Trust chief executive Mike Jebson said this would help NHL convert dryland farm to irrigation.
NHL's actions had "severely damaged" one of the last remaining pockets of undisturbed kanuka woodlands on the Canterbury Plains.
Once the trust discovered this, NHL said no further damage would be done to the protected areas.
Late last year the trust secured an injunction ruling NHL had breached the agreement.
However, this year, it took Wobben and NHL to court for breaching this injunction.
Jebson said the trust would defend the covenant agreement and secure the restoration of the rare woodland remnant.

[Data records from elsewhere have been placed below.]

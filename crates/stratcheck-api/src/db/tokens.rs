//! Token persistence.
//!
//! Only the SHA-256 hash of a token is stored. The lookup resolves hash,
//! scope and expiry in one statement, joined to the owner's permission
//! grants.

use async_trait::async_trait;
use chrono::{DateTime, Utc};
use sqlx::PgPool;
use stratcheck_core::{Account, StoreError, TokenHash, TokenRecord, TokenScope, TokenStore};

use super::backend;
use super::users::AccountRow;

/// [`TokenStore`] over the `tokens` table.
#[derive(Debug, Clone)]
pub struct PgTokenStore {
    pool: PgPool,
}

impl PgTokenStore {
    pub fn new(pool: PgPool) -> Self {
        Self { pool }
    }
}

#[async_trait]
impl TokenStore for PgTokenStore {
    async fn insert(&self, record: &TokenRecord) -> Result<(), StoreError> {
        sqlx::query(
            "INSERT INTO tokens (hash, user_id, expiry, scope, created_at)
             VALUES ($1, $2, $3, $4, $5)",
        )
        .bind(record.hash.as_bytes().as_slice())
        .bind(record.principal_id)
        .bind(record.expiry)
        .bind(record.scope.as_str())
        .bind(record.created_at)
        .execute(&self.pool)
        .await
        .map_err(backend)?;
        Ok(())
    }

    async fn account_for_token(
        &self,
        scope: TokenScope,
        hash: &TokenHash,
        now: DateTime<Utc>,
    ) -> Result<Option<Account>, StoreError> {
        let row = sqlx::query_as::<_, AccountRow>(
            "SELECT users.id, users.email::text AS email, users.activated,
                    COALESCE(array_agg(permissions.code) FILTER (WHERE permissions.code IS NOT NULL),
                             '{}') AS permissions
             FROM users
             INNER JOIN tokens ON tokens.user_id = users.id
             LEFT JOIN users_permissions ON users_permissions.user_id = users.id
             LEFT JOIN permissions ON permissions.id = users_permissions.permission_id
             WHERE tokens.hash = $1
               AND tokens.scope = $2
               AND tokens.expiry > $3
             GROUP BY users.id",
        )
        .bind(hash.as_bytes().as_slice())
        .bind(scope.as_str())
        .bind(now)
        .fetch_optional(&self.pool)
        .await
        .map_err(backend)?;
        Ok(row.map(AccountRow::into_account))
    }

    async fn purge_expired(&self, now: DateTime<Utc>) -> Result<u64, StoreError> {
        let result = sqlx::query("DELETE FROM tokens WHERE expiry <= $1")
            .bind(now)
            .execute(&self.pool)
            .await
            .map_err(backend)?;
        Ok(result.rows_affected())
    }
}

In a written decision this week, Judge Rachel Dunningham found the defendants in contempt of court by allowing irrigators to pass through and/or water the covenanted land, and allowing fertiliser to be spread without taking precautions to stop it spreading on to covenanted areas.
"I have no doubt that this was conduct which was wilful, reckless or contumacious on the part of the defendants," she said.
"Mr Wobben should be in no doubt that imprisonment is an available option to punish a wilful or reckless disobedience of a court order".
Dunningham said an aggravating feature of this case was how the trust had to escalate its response to the alleged breaches of the covenants from informal advice, to formal undertakings and then to the courts.
The case seeking full restoration of the covenanted areas is still to be heard in the High Court.
Wobben could not be reached for comment.